What passes for a liberal culture and lifestyle today has rarely been so estranged from feminism and its values. Instead, technological hipness is mistaken for liberalism; edgy is mistaken for cool; being able to “take it” and joke about assault is mistaken for feminism, or sexual liberation.

What a crock.

Okay, let’s argue the other side:  It is true that there are over a billion Facebook users, as Facebook notes in its response. With that many users, you’ll be able to find some content, somewhere, that is criminal, hate-filled, and putrid. It might not get snagged, or snagged quickly enough, in the Facebook censor’s net.

One could also argue that we don’t really want Facebook’s minions offshore to be making these judgments about content. Think about it. Our new truism could be, “Pornography: A Deeply Underpaid, Outsourced Facebook Worker in India Knows It When She Sees It, In Under Three Seconds Flat.”

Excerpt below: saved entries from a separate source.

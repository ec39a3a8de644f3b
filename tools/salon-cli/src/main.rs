//! Salon CLI - Command line storefront for the dress salon catalog.
//!
//! Commands:
//! - `salon products` - List products, optionally filtered
//! - `salon facets` - Show the filter options built from the catalog
//! - `salon render` - Render the storefront page as HTML
//! - `salon order` - Place an order from the command line
//! - `salon shop` - Interactive shopping session
//! - `salon config` - Manage configuration

mod commands;
mod config;
mod context;
mod logging;
mod output;

use anyhow::Result;
use clap::{Parser, Subcommand};

use commands::{ConfigArgs, FacetsArgs, OrderArgs, ProductsArgs, RenderArgs, ShopArgs};

/// Salon CLI - Browse the dress catalog, fill a cart and place orders
#[derive(Parser)]
#[command(name = "salon")]
#[command(author, version, about, long_about = None)]
#[command(propagate_version = true)]
struct Cli {
    /// Enable verbose output
    #[arg(short, long, global = true)]
    verbose: bool,

    /// Use JSON output format
    #[arg(long, global = true)]
    json: bool,

    /// Config file path
    #[arg(short, long, global = true)]
    config: Option<String>,

    /// Catalog URL or CSV file path, overriding the config
    #[arg(short, long, global = true)]
    source: Option<String>,

    #[command(subcommand)]
    command: Commands,
}

#[derive(Subcommand)]
enum Commands {
    /// List catalog products
    Products(ProductsArgs),

    /// Show filter options per facet
    Facets(FacetsArgs),

    /// Render the storefront page as HTML
    Render(RenderArgs),

    /// Add items to the cart and submit an order
    Order(OrderArgs),

    /// Start an interactive shopping session
    Shop(ShopArgs),

    /// Manage configuration
    Config(ConfigArgs),
}

#[tokio::main]
async fn main() -> Result<()> {
    let cli = Cli::parse();

    // Setup output formatting
    let output = output::Output::new(cli.verbose, cli.json);

    // Load config
    let config_path = cli.config.as_deref();
    let ctx = context::Context::load(config_path, cli.source, output)?;

    logging::init(&ctx.config.logging, cli.verbose);

    // Execute command
    let result = match cli.command {
        Commands::Products(args) => commands::products::run(args, &ctx).await,
        Commands::Facets(args) => commands::facets::run(args, &ctx).await,
        Commands::Render(args) => commands::render::run(args, &ctx).await,
        Commands::Order(args) => commands::order::run(args, &ctx).await,
        Commands::Shop(args) => commands::shop::run(args, &ctx).await,
        Commands::Config(args) => commands::config::run(args, &ctx).await,
    };

    if let Err(e) = result {
        ctx.output.error(&format!("{:#}", e));
        std::process::exit(1);
    }

    Ok(())
}
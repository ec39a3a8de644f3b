//! Configuration management commands.

use std::fs;

use anyhow::{bail, Result};

use super::{ConfigArgs, ConfigCommand};
use crate::config::generate_default_config;
use crate::context::{Context, CONFIG_NAMES};

/// Run the config command.
pub async fn run(args: ConfigArgs, ctx: &Context) -> Result<()> {
    match args.command {
        ConfigCommand::Show => show_config(ctx).await,
        ConfigCommand::Init { force } => init_config(force, ctx).await,
    }
}

async fn show_config(ctx: &Context) -> Result<()> {
    if ctx.output.is_json() {
        ctx.output.json(&ctx.config);
        return Ok(());
    }

    ctx.output.header("Current Configuration");

    // Catalog section
    ctx.output.info("[catalog]");
    if let Some(ref url) = ctx.config.catalog.url {
        ctx.output.kv("url", url);
    }
    if let Some(ref path) = ctx.config.catalog.path {
        ctx.output.kv("path", path);
    }
    ctx.output
        .kv("cache_bust", &ctx.config.catalog.cache_bust.to_string());
    if let Some(ref source) = ctx.source_override {
        ctx.output.kv("--source", source);
    }

    // Display section
    ctx.output.info("");
    ctx.output.info("[display]");
    ctx.output.kv("currency", ctx.config.display.currency.code());

    // Logging section
    ctx.output.info("");
    ctx.output.info("[logging]");
    ctx.output
        .kv("format", &format!("{:?}", ctx.config.logging.format).to_lowercase());
    ctx.output.kv(
        "level",
        ctx.config
            .logging
            .level
            .as_deref()
            .unwrap_or(crate::logging::DEFAULT_FILTER),
    );

    // Messages
    ctx.output.info("");
    ctx.output.info("[messages]");
    if let Ok(serde_json::Value::Object(messages)) = serde_json::to_value(&ctx.config.messages) {
        for (key, value) in messages {
            ctx.output.kv(&key, value.as_str().unwrap_or_default());
        }
    }

    Ok(())
}

async fn init_config(force: bool, ctx: &Context) -> Result<()> {
    let config_path = ctx.cwd.join(CONFIG_NAMES[0]);

    if config_path.exists() && !force {
        bail!(
            "Config file already exists: {}. Use --force to overwrite.",
            config_path.display()
        );
    }

    let content = generate_default_config(ctx.source_override.as_deref());
    fs::write(&config_path, content)?;

    ctx.output.success(&format!("Created: {}", config_path.display()));

    Ok(())
}
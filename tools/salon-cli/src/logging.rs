//! Tracing subscriber setup.

use serde::{Deserialize, Serialize};
use tracing_subscriber::{layer::SubscriberExt, util::SubscriberInitExt, EnvFilter};

/// Default filter when neither `RUST_LOG` nor `[logging] level` is set.
pub const DEFAULT_FILTER: &str = "salon=info,salon_commerce=info,salon_data=info";

const VERBOSE_FILTER: &str = "salon=debug,salon_commerce=debug,salon_data=debug";

/// Output format for logs.
#[derive(Debug, Clone, Copy, Default, PartialEq, Eq, Serialize, Deserialize)]
#[serde(rename_all = "lowercase")]
pub enum LogFormat {
    /// JSON lines (for log aggregation).
    Json,
    /// Human-readable format (for terminals).
    #[default]
    Human,
}

/// `[logging]` config section.
#[derive(Debug, Clone, Default, Serialize, Deserialize)]
pub struct LoggingConfig {
    /// Log output format.
    #[serde(default)]
    pub format: LogFormat,

    /// Filter directives, e.g. `salon_data=debug`.
    #[serde(default, skip_serializing_if = "Option::is_none")]
    pub level: Option<String>,
}

impl LoggingConfig {
    /// Filter directives to use when `RUST_LOG` is unset.
    pub fn directives(&self, verbose: bool) -> &str {
        if verbose {
            VERBOSE_FILTER
        } else {
            self.level.as_deref().unwrap_or(DEFAULT_FILTER)
        }
    }
}

/// Install the global subscriber. Logs go to stderr so stdout stays clean
/// for command output.
pub fn init(config: &LoggingConfig, verbose: bool) {
    let filter = EnvFilter::try_from_default_env()
        .unwrap_or_else(|_| EnvFilter::new(config.directives(verbose)));

    let registry = tracing_subscriber::registry().with(filter);
    let result = match config.format {
        LogFormat::Json => registry
            .with(tracing_subscriber::fmt::layer().json().with_writer(std::io::stderr))
            .try_init(),
        LogFormat::Human => registry
            .with(tracing_subscriber::fmt::layer().with_writer(std::io::stderr))
            .try_init(),
    };

    if let Err(e) = result {
        eprintln!("logging already initialized: {e}");
    }
}
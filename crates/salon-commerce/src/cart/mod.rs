//! Shopping cart module.
//!
//! Contains the cart store, its lines and pricing.

mod cart;
mod pricing;

pub use cart::{AddedLine, CartLine, CartStore};
pub use pricing::{CartPricing, LinePricing};
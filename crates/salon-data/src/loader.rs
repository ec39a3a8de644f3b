//! Fetch-then-parse glue.

use salon_commerce::catalog::{parse_catalog, ParsedCatalog};
use salon_commerce::LoadError;

use crate::source::CatalogSource;

/// Fetch the catalog text from `source` and parse it.
///
/// Fetch failures become `LoadError::Fetch`. There is no retry: a failed load
/// leaves the session with an empty catalog.
pub async fn load_catalog(source: &dyn CatalogSource) -> Result<ParsedCatalog, LoadError> {
    let location = source.describe();
    let text = source.fetch_text().await.map_err(|e| {
        tracing::error!(source = %location, error = %e, "catalog fetch failed");
        LoadError::Fetch(e.to_string())
    })?;

    let parsed = parse_catalog(&text)?;
    tracing::info!(
        source = %location,
        bytes = text.len(),
        rows = parsed.report.rows_read,
        products = parsed.report.products_loaded,
        "catalog fetched"
    );
    Ok(parsed)
}

#[cfg(test)]
mod tests {
    use super::*;
    use crate::client::FetchError;
    use async_trait::async_trait;

    struct StaticSource(Result<String, u16>);

    #[async_trait]
    impl CatalogSource for StaticSource {
        async fn fetch_text(&self) -> Result<String, FetchError> {
            match &self.0 {
                Ok(text) => Ok(text.clone()),
                Err(status) => Err(FetchError::Http {
                    status: *status,
                    url: "memory://catalog".to_string(),
                }),
            }
        }

        fn describe(&self) -> String {
            "memory://catalog".to_string()
        }
    }

    #[tokio::test]
    async fn test_load_parses_fetched_text() {
        let source = StaticSource(Ok(
            "id,name,model,price,designer,silhouette,color,sizes,category,image,description\n\
             A1,Aurora,AU-01,5000,X,Y,Z,\"S, M, L\",Wedding,a.jpg,\n"
                .to_string(),
        ));
        let parsed = load_catalog(&source).await.unwrap();
        assert_eq!(parsed.products.len(), 1);
        assert_eq!(parsed.products[0].sizes, vec!["S", "M", "L"]);
    }

    #[tokio::test]
    async fn test_http_error_becomes_fetch_error() {
        let err = load_catalog(&StaticSource(Err(404))).await.unwrap_err();
        assert_eq!(
            err,
            LoadError::Fetch("HTTP error: 404 for memory://catalog".to_string())
        );
    }

    #[tokio::test]
    async fn test_missing_column_fails_load() {
        let source = StaticSource(Ok("id,name,price\nA1,Aurora,5000\n".to_string()));
        let err = load_catalog(&source).await.unwrap_err();
        assert!(matches!(err, LoadError::MissingColumn(_)));
    }
}
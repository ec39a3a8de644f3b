//! Place an order from the command line.

use anyhow::{bail, Result};
use salon_commerce::checkout::{CustomerFields, Order};
use salon_commerce::{Notice, ProductId, Storefront};

use super::{load_storefront, OrderArgs, Pick};
use crate::context::Context;

/// Run the order command.
pub async fn run(args: OrderArgs, ctx: &Context) -> Result<()> {
    let mut shop = load_storefront(ctx).await?;
    let messages = &ctx.config.messages;

    add_picks(&mut shop, &args.picks, ctx)?;

    if let Err(e) = shop.show_form() {
        bail!(messages.notice(&Notice::from(e)));
    }

    let customer = CustomerFields::from_pairs(args.fields);
    let order = match shop.submit_order(customer) {
        Ok(order) => order,
        Err(e) => bail!(messages.notice(&Notice::from(e))),
    };

    if ctx.output.is_json() {
        ctx.output.json(&order);
        return Ok(());
    }

    print_order(&order, &shop, ctx);
    ctx.output.success(&messages.notice(&Notice::from(&order)));
    Ok(())
}

/// Add every pick to the cart, stopping at the first refusal.
fn add_picks(shop: &mut Storefront, picks: &[Pick], ctx: &Context) -> Result<()> {
    for pick in picks {
        let product_id = ProductId::new(pick.product_id.as_str());
        match shop.select_size(&product_id, pick.size.as_deref()) {
            Ok(added) => ctx.output.info(&ctx.config.messages.notice(&Notice::from(&added))),
            Err(e) => bail!(
                "{} ({})",
                ctx.config.messages.notice(&Notice::from(e)),
                pick.product_id
            ),
        }
    }
    Ok(())
}

fn print_order(order: &Order, shop: &Storefront, ctx: &Context) {
    let currency = shop.currency();

    ctx.output.header(&format!("Order {}", order.id));
    ctx.output.kv(
        "placed",
        &order
            .placed_at
            .with_timezone(&chrono::Local)
            .format("%Y-%m-%d %H:%M")
            .to_string(),
    );
    ctx.output.kv("items", &order.item_count().to_string());
    for (name, value) in order.customer.iter() {
        ctx.output.kv(name, value);
    }

    for line in &order.items {
        let subtotal = line
            .subtotal()
            .map(|amount| currency.format(amount))
            .unwrap_or_default();
        ctx.output.list_item(&format!(
            "{} ({}), {} {} × {}  {}",
            line.name, line.model, ctx.config.messages.size_label, line.size, line.quantity, subtotal
        ));
    }
    ctx.output.kv(&ctx.config.messages.total_label, &order.total.display());
}
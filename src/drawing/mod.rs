//! Drawing model: shapes, their styling and the session that collects them.

pub mod attributes;
pub mod context;
pub mod layout;
pub mod session;
pub mod shape;

pub use attributes::Attributes;
pub use context::GraphicsContext;
pub use layout::{MIN_POINT_SIZE, layout_text};
pub use session::{CANVAS_GROUP_ID, DrawingSession, FIRST_SHAPE_ID, MAIN_GROUP_ID};
pub use shape::{Circle, Group, Line, Point, Polygon, Polyline, Rect, Shape, Text, bounding_box};
/// Open Packaging Conventions (OPC) pieces needed for clipboard packages.
///
/// A clipboard package is a fixed set of parts: content types, package
/// relationships, the drawing, its relationships and the theme. This module
/// holds the names and URIs those parts use and the writer that packs them
/// into a single archive.

pub mod constants;
pub mod pkgwriter;

pub use pkgwriter::ArchiveWriter;
#[cfg(feature = "zip")]
pub use pkgwriter::ZipArchiveWriter;
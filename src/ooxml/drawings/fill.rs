use crate::common::unit::emu_str;
use crate::common::xml::XmlNode;
use crate::common::{Colour, LineStyle};

/// `a:solidFill` with an sRGB colour and its opacity.
pub fn solid_fill(colour: Colour) -> XmlNode {
    let alpha = itoa::Buffer::new().format(colour.alpha_percent()).to_owned();
    XmlNode::new("a:solidFill").child(
        XmlNode::with_attrs("a:srgbClr", [("val", colour.to_hex())])
            .child(XmlNode::with_attrs("a:alpha", [("val", alpha)])),
    )
}

#[inline]
pub fn no_fill() -> XmlNode {
    XmlNode::new("a:noFill")
}

/// `a:ln` outline. A blank line type is written as a zero-width solid line.
pub fn ln(line: &LineStyle, colour: Colour) -> XmlNode {
    XmlNode::with_attrs("a:ln", [("w", emu_str(line.effective_width()))])
        .child(solid_fill(colour))
        .child(XmlNode::with_attrs(
            "a:prstDash",
            [("val", line.line_type.preset_dash())],
        ))
}

#[cfg(test)]
mod tests {
    use super::*;
    use crate::common::LineType;

    #[test]
    fn test_solid_fill_markup() {
        assert_eq!(
            solid_fill(Colour::rgba(255, 0, 0, 255)).to_xml(),
            r#"<a:solidFill><a:srgbClr val="FF0000"><a:alpha val="100000"/></a:srgbClr></a:solidFill>"#
        );
        let half = solid_fill(Colour::rgba(0, 0, 0, 128));
        let alpha = half.find_path(&["a:srgbClr", "a:alpha"]).unwrap();
        assert_eq!(alpha.attribute("val"), Some("50196"));
    }

    #[test]
    fn test_dashed_line() {
        let line = LineStyle {
            line_type: LineType::Dashed,
            width: 2.0,
            ..LineStyle::default()
        };
        let node = ln(&line, Colour::BLACK);
        assert_eq!(node.attribute("w"), Some("25400"));
        assert_eq!(node.find("a:prstDash").unwrap().attribute("val"), Some("dash"));
    }

    #[test]
    fn test_blank_line_is_zero_width_solid() {
        let line = LineStyle {
            line_type: LineType::Blank,
            width: 3.0,
            ..LineStyle::default()
        };
        let node = ln(&line, Colour::BLACK);
        assert_eq!(node.attribute("w"), Some("0"));
        assert_eq!(node.find("a:prstDash").unwrap().attribute("val"), Some("solid"));
        assert!(node.find("a:solidFill").is_some());
    }
}
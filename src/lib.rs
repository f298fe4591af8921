//! dmlcanvas - a vector drawing device that writes DrawingML
//!
//! Shapes drawn on the device are encoded as DrawingML, the vector graphics
//! vocabulary of Office Open XML, and packed into the small OPC package
//! office applications accept from the clipboard. Pasting gives native,
//! editable shapes rather than a picture.
//!
//! # Features
//!
//! - **XML model**: a minimal element tree with escaping and serialization
//! - **Drawing model**: rectangles, lines, circles, polylines, polygons and
//!   rotated text with per-shape styling
//! - **DrawingML encoder**: EMU conversion, flips, rotation, colour, alpha
//!   and dash encoding, freeform paths and rotated text anchoring
//! - **Packaging**: the five clipboard parts and a zip archive writer
//!   (`zip` feature, on by default)
//! - **Text metrics**: pluggable; a fixed-advance approximation is built in
//!   and system fonts are available with the `fonts` feature
//!
//! # Example - Encoding a session directly
//!
//! ```
//! use dmlcanvas::drawing::{Attributes, DrawingSession, Point};
//!
//! let mut session = DrawingSession::begin(200.0, 100.0);
//! let id = session.append_rect(Point::new(10.0, 10.0), Point::new(60.0, 40.0), Attributes::default());
//! assert_eq!(id, 2);
//!
//! let parts = session.end();
//! assert_eq!(parts.len(), 5);
//! let drawing = parts.get("clipboard/drawings/drawing1.xml").unwrap();
//! assert!(drawing.contains(r#"<a:prstGeom prst="rect"/>"#));
//! ```
//!
//! # Example - Driving the device
//!
//! ```
//! use dmlcanvas::clipboard::MemoryClipboard;
//! use dmlcanvas::config::DeviceOptions;
//! use dmlcanvas::device::Device;
//! use dmlcanvas::drawing::{GraphicsContext, Point};
//! use dmlcanvas::fonts::FixedMetrics;
//! use dmlcanvas::ooxml::ZipArchiveWriter;
//!
//! # fn main() -> dmlcanvas::Result<()> {
//! let mut device = Device::new(DeviceOptions::default(), FixedMetrics::default());
//! let gc = GraphicsContext::default();
//! device.new_page();
//! device.polygon(&[Point::new(0.0, 0.0), Point::new(50.0, 0.0), Point::new(25.0, 40.0)], &gc)?;
//!
//! let mut clipboard = MemoryClipboard::new();
//! assert!(device.close(&mut ZipArchiveWriter::new(), &mut clipboard)?);
//! # Ok(())
//! # }
//! ```

pub mod clipboard;
pub mod common;
pub mod config;
pub mod device;
pub mod drawing;
pub mod error;
pub mod fonts;
pub mod ooxml;

pub use config::DeviceOptions;
pub use device::Device;
pub use error::{DrawingError, Result};
use super::node::XmlNode;

/// A complete XML document: the prolog plus a single root element.
#[derive(Debug, Clone, PartialEq)]
pub struct XmlDocument {
    version: &'static str,
    encoding: &'static str,
    standalone: &'static str,
    root: XmlNode,
}

impl XmlDocument {
    /// A `version="1.0" encoding="UTF-8" standalone="yes"` document.
    pub fn new(root: XmlNode) -> Self {
        Self {
            version: "1.0",
            encoding: "UTF-8",
            standalone: "yes",
            root,
        }
    }

    #[inline]
    pub fn root(&self) -> &XmlNode {
        &self.root
    }

    /// Serialize the prolog and root. An empty root yields only the prolog.
    pub fn to_xml(&self) -> String {
        let mut out = String::with_capacity(1024);
        out.push_str(r#"<?xml version=""#);
        out.push_str(self.version);
        out.push_str(r#"" encoding=""#);
        out.push_str(self.encoding);
        out.push_str(r#"" standalone=""#);
        out.push_str(self.standalone);
        out.push_str("\"?>\n");
        self.root.write_to(&mut out);
        out
    }
}
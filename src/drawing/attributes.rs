use crate::common::{Colour, LineEnd, LineJoin, LineStyle, LineType};

use super::context::GraphicsContext;

/// Style snapshot taken when a shape is drawn.
#[derive(Debug, Clone, PartialEq)]
pub struct Attributes {
    /// Stroke colour, also used as the text colour.
    pub stroke: Colour,
    pub fill: Colour,
    pub line: LineStyle,
    pub point_size: f64,
    /// Horizontal adjustment in [0, 1]. Consumed by text layout and not
    /// written to markup.
    pub h_adjustment: f64,
    /// Counter-clockwise rotation in degrees.
    pub rotation: f64,
    pub bold: bool,
    pub italic: bool,
    /// Text uses the symbol font's private encoding.
    pub symbol: bool,
    pub font_family: String,
}

impl Attributes {
    /// Snapshot the host's graphics state. `font_family` is the already
    /// resolved family name.
    pub fn from_context(ctx: &GraphicsContext, font_family: impl Into<String>) -> Self {
        let face = ctx.face();
        Self {
            stroke: Colour::from_packed(ctx.col),
            fill: Colour::from_packed(ctx.fill),
            line: LineStyle {
                line_type: LineType::from_code(ctx.lty),
                width: ctx.lwd,
                end: LineEnd::from_code(ctx.lend),
                join: LineJoin::from_code(ctx.ljoin),
                mitre: ctx.lmitre,
            },
            point_size: ctx.point_size(),
            h_adjustment: 0.0,
            rotation: 0.0,
            bold: face.is_bold(),
            italic: face.is_italic(),
            symbol: face.is_symbol(),
            font_family: font_family.into(),
        }
    }

    pub fn with_fill(mut self, fill: Colour) -> Self {
        self.fill = fill;
        self
    }

    pub fn with_stroke(mut self, stroke: Colour) -> Self {
        self.stroke = stroke;
        self
    }

    pub fn with_line(mut self, line: LineStyle) -> Self {
        self.line = line;
        self
    }

    pub fn with_rotation(mut self, degrees: f64) -> Self {
        self.rotation = degrees;
        self
    }
}

impl Default for Attributes {
    fn default() -> Self {
        Self {
            stroke: Colour::BLACK,
            fill: Colour::TRANSPARENT_WHITE,
            line: LineStyle::default(),
            point_size: 10.0,
            h_adjustment: 0.0,
            rotation: 0.0,
            bold: false,
            italic: false,
            symbol: false,
            font_family: "Arial".to_string(),
        }
    }
}
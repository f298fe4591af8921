/// Constant values for the clipboard package.
///
/// This module contains the content type URIs, XML namespaces, relationship
/// types and part names a DrawingML clipboard package is built from.

/// Content type URIs (like MIME-types) that specify a part's format
pub mod content_type {
    pub const OFC_DRAWING: &str = "application/vnd.openxmlformats-officedocument.drawing+xml";
    pub const OFC_THEME: &str = "application/vnd.openxmlformats-officedocument.theme+xml";
    pub const OPC_RELATIONSHIPS: &str = "application/vnd.openxmlformats-package.relationships+xml";

    // Generic XML
    pub const XML: &str = "application/xml";
}

/// XML namespace URIs
pub mod namespace {
    /// DrawingML main namespace, bound to the `a` prefix
    pub const DML_MAIN: &str = "http://schemas.openxmlformats.org/drawingml/2006/main";

    /// Locked canvas namespace, bound to the `lc` prefix. Also used as the
    /// `graphicData` URI.
    pub const DML_LOCKED_CANVAS: &str =
        "http://schemas.openxmlformats.org/drawingml/2006/lockedCanvas";

    /// OPC relationships namespace
    pub const OPC_RELATIONSHIPS: &str =
        "http://schemas.openxmlformats.org/package/2006/relationships";

    /// OPC content types namespace
    pub const OPC_CONTENT_TYPES: &str =
        "http://schemas.openxmlformats.org/package/2006/content-types";
}

/// Relationship type URIs
pub mod relationship_type {
    pub const DRAWING: &str =
        "http://schemas.openxmlformats.org/officeDocument/2006/relationships/drawing";
    pub const THEME: &str =
        "http://schemas.openxmlformats.org/officeDocument/2006/relationships/theme";
}

/// Part names, as archive member names (no leading slash).
pub mod part_name {
    pub const CONTENT_TYPES: &str = "[Content_Types].xml";
    pub const PACKAGE_RELS: &str = "_rels/.rels";
    pub const DRAWING_RELS: &str = "clipboard/drawings/_rels/drawing1.xml.rels";
    pub const THEME: &str = "clipboard/theme/theme1.xml";
    pub const DRAWING: &str = "clipboard/drawings/drawing1.xml";
}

But the problem is, Facebook has decided to take on the task. They have decided to create their taxonomy of the sexual world, and exercise judgment in what they allow to be posted. Having made that decision, they have to get it right, because it matters:  They’ve assumed a cultural signaling, norm-setting, and traffic direction role in one of the primary social media of this century.

In some ways, it might be better hypothetically for these spaces to be strictly either/or: either a total, 100% wild west techno-space, where absolutely no censorship occurs at all, and the people sort it out; or to be a space under the direction of a scrupulous, mechanically consistent and unforgiving blue nose, who designs a program, perhaps, whereby any content with particular words is removed, regardless of context, whether it comes from the New York Review of Books or Deepthroat.

At least then, warped human judgments wouldn’t be as directly involved in creating a sexual universe where the endorsement of rape is considered poor taste and a barely-recognizable image from a mammogram intolerably crude.